If, as this hard technology determinist viewpoint suggests, content is destined to be free – i.e., the content creators and publishers will not be directly compensated the way they are today when you make a purchase from your local CD store – then the real question is what system could replace the content compensation system that has worked quite well for the last 300 years. However, implementing revenue models for infinitely redistributable goods is not an entirely novel question, and there are several economic models that can support the creation of content. What there may not be is enough revenue to support the publishers of that content in addition to the authors, which helps explain why the RIAA is so eager to thwart digital distribution. When an ecosystem undergoes severe environmental changes, certain organisms that were previously essential – like the cyanobacteria that originally converted carbon dioxide to oxygen, or the record companies’ A&R men – may recede to minor ecological niches.

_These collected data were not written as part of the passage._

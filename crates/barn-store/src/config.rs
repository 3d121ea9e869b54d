// ABOUTME: Configuration for the log engine, with defaults and environment overrides.
// ABOUTME: The one recognized option is the entry count that triggers automatic compaction.

use thiserror::Error;

/// Default number of entries a generation may hold before compaction.
pub const DEFAULT_MAX_ENTRIES_PER_GENERATION: usize = 1000;

/// Errors that can occur during configuration loading.
#[derive(Debug, Error)]
pub enum ConfigError {
    #[error("BARN_MAX_ENTRIES must be a positive integer, got {0:?}")]
    InvalidMaxEntries(String),
}

/// Log engine configuration.
#[derive(Debug, Clone, Copy, PartialEq, Eq)]
pub struct StoreConfig {
    /// Once a mutating command pushes the write cursor past this value, the
    /// store compacts before returning.
    pub max_entries_per_generation: usize,
}

impl Default for StoreConfig {
    fn default() -> Self {
        Self {
            max_entries_per_generation: DEFAULT_MAX_ENTRIES_PER_GENERATION,
        }
    }
}

impl StoreConfig {
    pub fn with_max_entries(mut self, max_entries_per_generation: usize) -> Self {
        self.max_entries_per_generation = max_entries_per_generation;
        self
    }

    /// Load configuration from environment variables, falling back to defaults.
    ///
    /// Environment variables:
    /// - BARN_MAX_ENTRIES: entries per generation before compaction (default: 1000)
    pub fn from_env() -> Result<Self, ConfigError> {
        match std::env::var("BARN_MAX_ENTRIES") {
            Ok(raw) => Self::default().with_max_entries_str(&raw),
            Err(_) => Ok(Self::default()),
        }
    }

    fn with_max_entries_str(self, raw: &str) -> Result<Self, ConfigError> {
        match raw.trim().parse::<usize>() {
            Ok(n) if n > 0 => Ok(self.with_max_entries(n)),
            _ => Err(ConfigError::InvalidMaxEntries(raw.to_string())),
        }
    }
}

Economists have a term for what digital goods have become. Items are "nonrival" when we can all make use of them without anyone having to give them up. If I copy your CD, you’re none the worse for it (nonrival), but if I steal your car, you will probably be upset (rival). Goods are "nonexcludable" when it becomes impractical to stop everyone from making use of the item, once one person can. It is infeasible, for instance, to stop additional viewers of broadcast television (nonexcludable), while it is very feasible to stop additional moviegoers from entering a theater (excludable). Economists call nonrival, nonexcludable items "pure public goods," although the name does not imply that public goods can be provided only by the government.

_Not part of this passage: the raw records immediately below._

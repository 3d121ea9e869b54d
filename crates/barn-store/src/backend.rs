// ABOUTME: The flat key-value storage contract the log engine persists through.
// ABOUTME: Includes an in-memory backend and blanket impls so one backend can be shared by many stores.

use std::collections::BTreeMap;
use std::sync::Arc;

use parking_lot::Mutex;
use thiserror::Error;

/// Errors surfaced by a storage backend. The engine never retries these.
#[derive(Debug, Error)]
pub enum BackendError {
    #[error("io error: {0}")]
    Io(#[from] std::io::Error),

    #[error("json error: {0}")]
    Json(#[from] serde_json::Error),

    #[error("invalid namespace {0:?}: must be non-empty and must not contain ':'")]
    InvalidNamespace(String),

    #[error("backend error: {0}")]
    Other(String),
}

/// Flat text key-value storage with key enumeration.
///
/// Only per-key consistency is assumed: no atomicity or ordering guarantees
/// across keys. Enumeration is used only by garbage collection, which goes
/// through `keys` and collects every key before removing any.
pub trait StorageBackend {
    fn get(&self, key: &str) -> Result<Option<String>, BackendError>;

    fn set(&self, key: &str, value: &str) -> Result<(), BackendError>;

    fn remove(&self, key: &str) -> Result<(), BackendError>;

    /// Number of keys currently stored.
    fn len(&self) -> Result<usize, BackendError>;

    /// The key at position `index` of the backend's enumeration order.
    fn key_at(&self, index: usize) -> Result<Option<String>, BackendError>;

    fn is_empty(&self) -> Result<bool, BackendError> {
        Ok(self.len()? == 0)
    }

    /// All keys, in enumeration order. The default walks `len` + `key_at`;
    /// backends whose `key_at` is not constant time should override it.
    fn keys(&self) -> Result<Vec<String>, BackendError> {
        let count = self.len()?;
        let mut keys = Vec::with_capacity(count);
        for index in 0..count {
            if let Some(key) = self.key_at(index)? {
                keys.push(key);
            }
        }
        Ok(keys)
    }
}

impl<T: StorageBackend + ?Sized> StorageBackend for &T {
    fn get(&self, key: &str) -> Result<Option<String>, BackendError> {
        (**self).get(key)
    }

    fn set(&self, key: &str, value: &str) -> Result<(), BackendError> {
        (**self).set(key, value)
    }

    fn remove(&self, key: &str) -> Result<(), BackendError> {
        (**self).remove(key)
    }

    fn len(&self) -> Result<usize, BackendError> {
        (**self).len()
    }

    fn key_at(&self, index: usize) -> Result<Option<String>, BackendError> {
        (**self).key_at(index)
    }

    fn keys(&self) -> Result<Vec<String>, BackendError> {
        (**self).keys()
    }
}

impl<T: StorageBackend + ?Sized> StorageBackend for Arc<T> {
    fn get(&self, key: &str) -> Result<Option<String>, BackendError> {
        (**self).get(key)
    }

    fn set(&self, key: &str, value: &str) -> Result<(), BackendError> {
        (**self).set(key, value)
    }

    fn remove(&self, key: &str) -> Result<(), BackendError> {
        (**self).remove(key)
    }

    fn len(&self) -> Result<usize, BackendError> {
        (**self).len()
    }

    fn key_at(&self, index: usize) -> Result<Option<String>, BackendError> {
        (**self).key_at(index)
    }

    fn keys(&self) -> Result<Vec<String>, BackendError> {
        (**self).keys()
    }
}

/// A process-local backend, the moral equivalent of a browser's storage area.
/// Cloning shares nothing; wrap in `Arc` or borrow to share between stores.
#[derive(Debug, Default)]
pub struct MemoryBackend {
    entries: Mutex<BTreeMap<String, String>>,
}

impl MemoryBackend {
    pub fn new() -> Self {
        Self::default()
    }

    /// Copy of every stored key and value.
    pub fn dump(&self) -> BTreeMap<String, String> {
        self.entries.lock().clone()
    }
}

impl StorageBackend for MemoryBackend {
    fn get(&self, key: &str) -> Result<Option<String>, BackendError> {
        Ok(self.entries.lock().get(key).cloned())
    }

    fn set(&self, key: &str, value: &str) -> Result<(), BackendError> {
        self.entries
            .lock()
            .insert(key.to_string(), value.to_string());
        Ok(())
    }

    fn remove(&self, key: &str) -> Result<(), BackendError> {
        self.entries.lock().remove(key);
        Ok(())
    }

    fn len(&self) -> Result<usize, BackendError> {
        Ok(self.entries.lock().len())
    }

    fn key_at(&self, index: usize) -> Result<Option<String>, BackendError> {
        Ok(self.entries.lock().keys().nth(index).cloned())
    }

    fn keys(&self) -> Result<Vec<String>, BackendError> {
        Ok(self.entries.lock().keys().cloned().collect())
    }
}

Lighthouses are a classic pure public good. They are nonrival because each additional ship does not reduce the light available to the others. They are nonexcludable because any ship sailing by can see them. There are cases in New England two centuries ago of shipping guilds building privately managed lighthouses, even though the services couldn’t be withheld from non-members. Most medical research and nearly all basic scientific research today is a pure public good, although for exactly this reason it is often financed (at least indirectly) by the government. Other textbook public goods are national defense, mosquito control, and public radio. In each case, the cost of providing the item to one consumer is the same as providing it to any number of consumers (nonrival), and it is impractical to stop anyone from making use of the good (nonexcludable). The table below provides some examples.

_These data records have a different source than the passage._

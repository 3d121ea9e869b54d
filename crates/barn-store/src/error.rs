// ABOUTME: Error type for the log engine, replay, and compaction.
// ABOUTME: Wraps command failures and backend failures without masking or retrying either.

use barn_core::{CommandError, EntryError};
use thiserror::Error;

use crate::backend::BackendError;

/// Errors that can occur while opening, executing against, or compacting a store.
#[derive(Debug, Error)]
pub enum StoreError {
    #[error(transparent)]
    Command(#[from] CommandError),

    #[error("backend error: {0}")]
    Backend(#[from] BackendError),

    #[error("log entry {key} names unknown command {name}")]
    UnknownCommand { key: String, name: String },

    #[error("failed to decode log entry {key}: {source}")]
    Decode {
        key: String,
        source: EntryError,
    },

    #[error("failed to encode log entry: {0}")]
    Encode(EntryError),

    #[error("KEYSET holds an invalid generation: {0:?}")]
    CorruptGeneration(String),
}

impl StoreError {
    /// Classify a decode failure of the entry stored at `key`.
    pub(crate) fn decode(key: String, source: EntryError) -> Self {
        match source {
            EntryError::UnknownCommand(name) => StoreError::UnknownCommand { key, name },
            source => StoreError::Decode { key, source },
        }
    }

    /// Whether this is a type mismatch raised by the command itself.
    pub fn is_type_mismatch(&self) -> bool {
        matches!(self, StoreError::Command(CommandError::TypeMismatch { .. }))
    }
}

| EXCLUDABLE | NONEXCLUDABLE
RIVAL | car, Walkman | unmanaged fishing rights
NONRIVAL | movie in a movie | lighthouses, national defense,
| theater, concert | mosquito control
| in a large hall |
If content is becoming a pure public good, it will necessitate a radical rethinking of the recording industry’s claim that copying content is stealing. We as a society react very differently toward the unpaid use of rival versus nonrival goods. Think of the punishment inflicted, for example, on those who steal cars versus those who listen to public radio without contributing to the fund drives. Of course, whether a good is rival or not is beside the point if you can successfully exclude people who don’t pay. (Ask Microsoft, whose cost for selling one copy of Office is approximately the same as selling 100 million copies (nonrival), but which has used informant tactics and large legal penalties to make their software very excludable, at least for businesses.)
The lawyers representing the recording and movie industry are well aware of the threat to their business models of digital content, and they believe they have already developed the answer: encryption. Encryption represents the music industry’s last, best hope of maintaining their product as excludable. Why they are wrong, and content protection is doomed to failure, will have to wait for the next essay.